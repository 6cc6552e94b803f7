//! Diff desired against current state and apply the difference.
//!
//! Creates and updates follow the desired order; deletes come last, sorted by
//! domain. Mutations run one at a time and the first failure stops the run.
//! Nothing is rolled back: the next cycle re-reads the instance and picks up
//! whatever is still different.

use crate::{
    CurrentState, DomainBlock, DomainBlockStore, RemoteDomainBlock, Result, SyncError, SyncReport,
};
use std::collections::HashMap;
use tracing::info;

/// A single change to apply to the store
#[derive(Debug, Clone, PartialEq, Eq)]
pub enum Mutation {
    /// No block exists for the domain yet
    Create(DomainBlock),
    /// A block exists but its settings differ
    Update {
        /// Identifier of the existing block
        id: String,
        /// New settings
        block: DomainBlock,
    },
    /// The block is no longer desired
    Delete(RemoteDomainBlock),
}

impl Mutation {
    /// Short operation name used in logs and errors
    #[must_use]
    pub const fn operation(&self) -> &'static str {
        match self {
            Self::Create(_) => "create",
            Self::Update { .. } => "update",
            Self::Delete(_) => "delete",
        }
    }

    /// Domain targeted by the mutation
    #[must_use]
    pub fn domain(&self) -> &str {
        match self {
            Self::Create(block) | Self::Update { block, .. } => &block.domain,
            Self::Delete(block) => &block.domain,
        }
    }
}

/// Ordered mutations plus the number of domains already in sync
#[derive(Debug, Clone, Default, PartialEq, Eq)]
pub struct Plan {
    /// Mutations in the order they will be applied
    pub mutations: Vec<Mutation>,
    /// Desired domains that need no change
    pub unchanged: usize,
}

impl Plan {
    /// Returns true if nothing needs to change
    #[must_use]
    pub fn is_empty(&self) -> bool {
        self.mutations.is_empty()
    }
}

/// Compute the mutations turning `current` into `desired`.
///
/// `current` is consumed as a working set. If `desired` lists a domain more
/// than once, the last entry is used.
#[must_use]
pub fn plan(desired: &[DomainBlock], mut current: CurrentState) -> Plan {
    let last_index: HashMap<&str, usize> = desired
        .iter()
        .enumerate()
        .map(|(i, block)| (block.domain.as_str(), i))
        .collect();

    let mut plan = Plan::default();

    for (i, block) in desired.iter().enumerate() {
        if last_index.get(block.domain.as_str()) != Some(&i) {
            continue;
        }

        match current.take(&block.domain) {
            None => plan.mutations.push(Mutation::Create(block.clone())),
            Some(existing) if existing.differs_from(block) => plan.mutations.push(Mutation::Update {
                id: existing.id,
                block: block.clone(),
            }),
            Some(_) => plan.unchanged += 1,
        }
    }

    plan.mutations
        .extend(current.into_remaining().into_iter().map(Mutation::Delete));

    plan
}

/// Apply a plan against the store, stopping at the first failure
pub async fn apply(store: &dyn DomainBlockStore, plan: Plan) -> Result<SyncReport> {
    let mut report = SyncReport {
        unchanged: plan.unchanged,
        ..SyncReport::default()
    };

    for mutation in plan.mutations {
        let result = match &mutation {
            Mutation::Create(block) => {
                info!(domain = %block.domain, severity = %block.severity, "Creating domain block");
                store.create(block).await.map(|()| report.created += 1)
            }
            Mutation::Update { id, block } => {
                info!(domain = %block.domain, id = %id, severity = %block.severity, "Updating domain block");
                store.update(id, block).await.map(|()| report.updated += 1)
            }
            Mutation::Delete(block) => {
                info!(domain = %block.domain, id = %block.id, "Removing domain block");
                store.delete(&block.id).await.map(|()| report.deleted += 1)
            }
        };

        result.map_err(|source| SyncError::Mutation {
            operation: mutation.operation(),
            domain: mutation.domain().to_string(),
            source: Box::new(source),
        })?;
    }

    Ok(report)
}

/// Plan and apply in one step
pub async fn reconcile(
    store: &dyn DomainBlockStore,
    desired: &[DomainBlock],
    current: CurrentState,
) -> Result<SyncReport> {
    apply(store, plan(desired, current)).await
}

━━━━━━━━

◆ **TASK BRIEF**:
From the records above, return each line that includes "unchanged".

◆ **ANSWER TO THIS EXERCISE**:
    pub unchanged: usize,
            Some(_) => plan.unchanged += 1,
        unchanged: plan.unchanged,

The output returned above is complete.